If I alias the new IP address 204.228.x.23 to the gateways NIC, I can ping it externally.  If I add the 204.228.x.23 to the third nic (also on the gateway server) I can ping it externally too.  I just don't know how to make the next jump of moving that IP address off the gateway server onto a webserver, and what do I assign that third nic on the gateway machine?  I want it to act as a "switch" and just pass the connection through w/out tying it to an IP address.  Do I bridge the gateway NIC to the third NIC, or do I have to do something different like maybe assign the third nic the external IP address, give the webserver a new 172.16. network and do and IPF redirect out to the webserver?  

I'd like to keep traffic ideally off my current intranet.  I think/hope this is easy and I just need to be pointed in the right direction.

thanks


----------



## Alt (Aug 10, 2009)

If you put 204.228.x.23 on your "router" server, it becomes "internal" address so your "router" is easy to know where is .23
Now, if you put .23 any other place, the "router" have no idea where to find it, except one: the subnet route to 204.228.x.0/24 (or which mask you have).
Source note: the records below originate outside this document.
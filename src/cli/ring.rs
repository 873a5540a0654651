// SPDX-License-Identifier: Apache-2.0
// Copyright (c) 2025 Polyframe Inc.

//! Ring selection for the recess modification

use super::Reporter;
use crate::io::import_stl;
use crate::measure::{HistogramMeasurer, RingMeasurer};
use crate::modify::RingSpec;
use std::path::Path;

/// Ring measured from `reference` when given, otherwise `configured`.
///
/// A reference that cannot be loaded is reported as a warning and the
/// configured ring is used instead.
pub fn resolve_ring(configured: RingSpec, reference: Option<&Path>) -> RingSpec {
    let Some(path) = reference else {
        return configured;
    };

    match import_stl(path) {
        Ok(mesh) => {
            let ring = HistogramMeasurer::default().measure_ring(&mesh);
            Reporter::report_ring("Measured", &ring);
            ring
        }
        Err(e) => {
            tracing::warn!(path = %path.display(), error = %e, "reference unusable, using configured ring");
            Reporter::report_warning(&format!(
                "Could not analyze MagSafe reference {}: {}; using configured ring",
                path.display(),
                e
            ));
            configured
        }
    }
}

#[cfg(test)]
mod tests {
    use super::*;
    use crate::geometry::Primitive;
    use crate::io::export_stl;
    use std::io::Write;
    use tempfile::{NamedTempFile, TempDir};

    fn configured() -> RingSpec {
        RingSpec {
            center: None,
            outer_radius: 31.0,
            inner_radius: 24.5,
            depth: 1.2,
        }
    }

    #[test]
    fn test_no_reference_uses_configured() {
        assert_eq!(resolve_ring(configured(), None), configured());
    }

    #[test]
    fn test_missing_reference_falls_back() {
        let ring = resolve_ring(configured(), Some(Path::new("/nonexistent/magsafe.stl")));
        assert_eq!(ring, configured());
    }

    #[test]
    fn test_unreadable_reference_falls_back() -> anyhow::Result<()> {
        let mut file = NamedTempFile::new()?;
        file.write_all(b"definitely not an stl")?;

        assert_eq!(resolve_ring(configured(), Some(file.path())), configured());
        Ok(())
    }

    #[test]
    fn test_reference_is_measured() -> anyhow::Result<()> {
        let dir = TempDir::new()?;
        let path = dir.path().join("reference.stl");
        export_stl(&Primitive::slab(80.0, 80.0, 6.0, 4.0).to_mesh(), &path)?;

        let expected = HistogramMeasurer::default().measure_ring(&import_stl(&path)?);
        assert_eq!(resolve_ring(configured(), Some(&path)), expected);
        Ok(())
    }
}
// SPDX-License-Identifier: Apache-2.0
// Copyright (c) 2025 Polyframe Inc.

//! Tool configuration
//!
//! Read from `backplate.toml` when present. Geometric tolerances are fixed
//! constants in the library and are not configurable here.

use crate::modify::RingSpec;
use anyhow::{Context, Result};
use serde::{Deserialize, Serialize};
use std::path::{Path, PathBuf};

/// Default configuration file name, looked up in the working directory
pub const CONFIG_FILE: &str = "backplate.toml";

/// Hole count of the target case after modification
pub const DEFAULT_EXPECTED_HOLES: usize = 7;

#[derive(Debug, Clone, PartialEq, Serialize, Deserialize)]
#[serde(default)]
pub struct ToolConfig {
    /// Boundary loops expected on a finished case
    pub expected_holes: usize,
    /// Maximum parallel workers for batch runs
    pub parallelism: Option<usize>,
    /// Output directory for batch results
    pub output_dir: PathBuf,
    /// Write diagnostic renders next to outputs
    pub render: bool,
    /// Verbose output
    pub verbose: bool,
    /// Ring dimensions used when no reference model is given
    pub ring: RingSpec,
}

impl Default for ToolConfig {
    fn default() -> Self {
        Self {
            expected_holes: DEFAULT_EXPECTED_HOLES,
            parallelism: None, // Auto-detect
            output_dir: PathBuf::from("output"),
            render: false,
            verbose: false,
            ring: RingSpec::default(),
        }
    }
}

impl ToolConfig {
    /// Load configuration from file
    pub fn from_file(path: impl AsRef<Path>) -> Result<Self> {
        let content = std::fs::read_to_string(path.as_ref())
            .with_context(|| format!("Failed to read config file: {:?}", path.as_ref()))?;
        let config: ToolConfig = toml::from_str(&content)
            .with_context(|| format!("Failed to parse config file: {:?}", path.as_ref()))?;
        config
            .ring
            .validate()
            .with_context(|| format!("Invalid ring in config file: {:?}", path.as_ref()))?;
        Ok(config)
    }

    /// Load `path`, or `backplate.toml` if present, or defaults; then apply
    /// environment overrides
    pub fn load(path: Option<&Path>) -> Result<Self> {
        let mut config = match path {
            Some(path) => Self::from_file(path)?,
            None if Path::new(CONFIG_FILE).exists() => Self::from_file(CONFIG_FILE)?,
            None => Self::default(),
        };
        config.apply_env(|key| std::env::var(key).ok());
        Ok(config)
    }

    /// Apply `BACKPLATE_*` overrides from `lookup`
    pub fn apply_env(&mut self, lookup: impl Fn(&str) -> Option<String>) {
        if let Some(parallelism) = lookup("BACKPLATE_PARALLELISM") {
            self.parallelism = parallelism.parse().ok();
        }

        if let Some(verbose) = lookup("BACKPLATE_VERBOSE") {
            self.verbose = verbose.parse().unwrap_or(false);
        }

        if let Some(output_dir) = lookup("BACKPLATE_OUTPUT_DIR") {
            self.output_dir = PathBuf::from(output_dir);
        }
    }

    /// Save configuration to file
    pub fn save(&self, path: impl AsRef<Path>) -> Result<()> {
        let content = toml::to_string_pretty(self).context("Failed to serialize config")?;
        std::fs::write(path.as_ref(), content)
            .with_context(|| format!("Failed to write config file: {:?}", path.as_ref()))?;
        Ok(())
    }
}

#[cfg(test)]
mod tests {
    use super::*;
    use std::collections::HashMap;
    use tempfile::TempDir;

    #[test]
    fn test_save_and_load() -> Result<()> {
        let dir = TempDir::new()?;
        let path = dir.path().join("backplate.toml");

        let mut config = ToolConfig::default();
        config.parallelism = Some(3);
        config.render = true;
        config.save(&path)?;

        assert_eq!(ToolConfig::from_file(&path)?, config);
        Ok(())
    }

    #[test]
    fn test_partial_file_uses_defaults() -> Result<()> {
        let dir = TempDir::new()?;
        let path = dir.path().join("partial.toml");
        std::fs::write(&path, "expected_holes = 3\n")?;

        let config = ToolConfig::from_file(&path)?;
        assert_eq!(config.expected_holes, 3);
        assert_eq!(config.ring, RingSpec::default());
        Ok(())
    }

    #[test]
    fn test_invalid_ring_rejected() -> Result<()> {
        let dir = TempDir::new()?;
        let path = dir.path().join("bad.toml");
        std::fs::write(
            &path,
            "[ring]\nouter_radius = 10.0\ninner_radius = 12.0\ndepth = 1.0\n",
        )?;
        assert!(ToolConfig::from_file(&path).is_err());
        Ok(())
    }

    #[test]
    fn test_env_overrides() {
        let env: HashMap<&str, &str> = HashMap::from([
            ("BACKPLATE_PARALLELISM", "4"),
            ("BACKPLATE_VERBOSE", "true"),
            ("BACKPLATE_OUTPUT_DIR", "/tmp/out"),
        ]);
        let mut config = ToolConfig::default();
        config.apply_env(|key| env.get(key).map(|v| v.to_string()));

        assert_eq!(config.parallelism, Some(4));
        assert!(config.verbose);
        assert_eq!(config.output_dir, PathBuf::from("/tmp/out"));
    }
}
He trying to find .23 in ISP side, which is not right.
If i where you, ill try to add some internal address to you "webserver", for example 172.17.1.2 (and 172.17.1.1 on "router"). Now its possible to add static route on "router":


> route add 204.228.x.23/32 172.17.1.2


Note that "webserver" must have "inet" address on iface as .23, and alias "172.17.1.2".
Note2: actually, this must not work without `special` actions on ISP side. They must know where .23 route to. But, if you say .23 works when it aliased on 3rd nic.....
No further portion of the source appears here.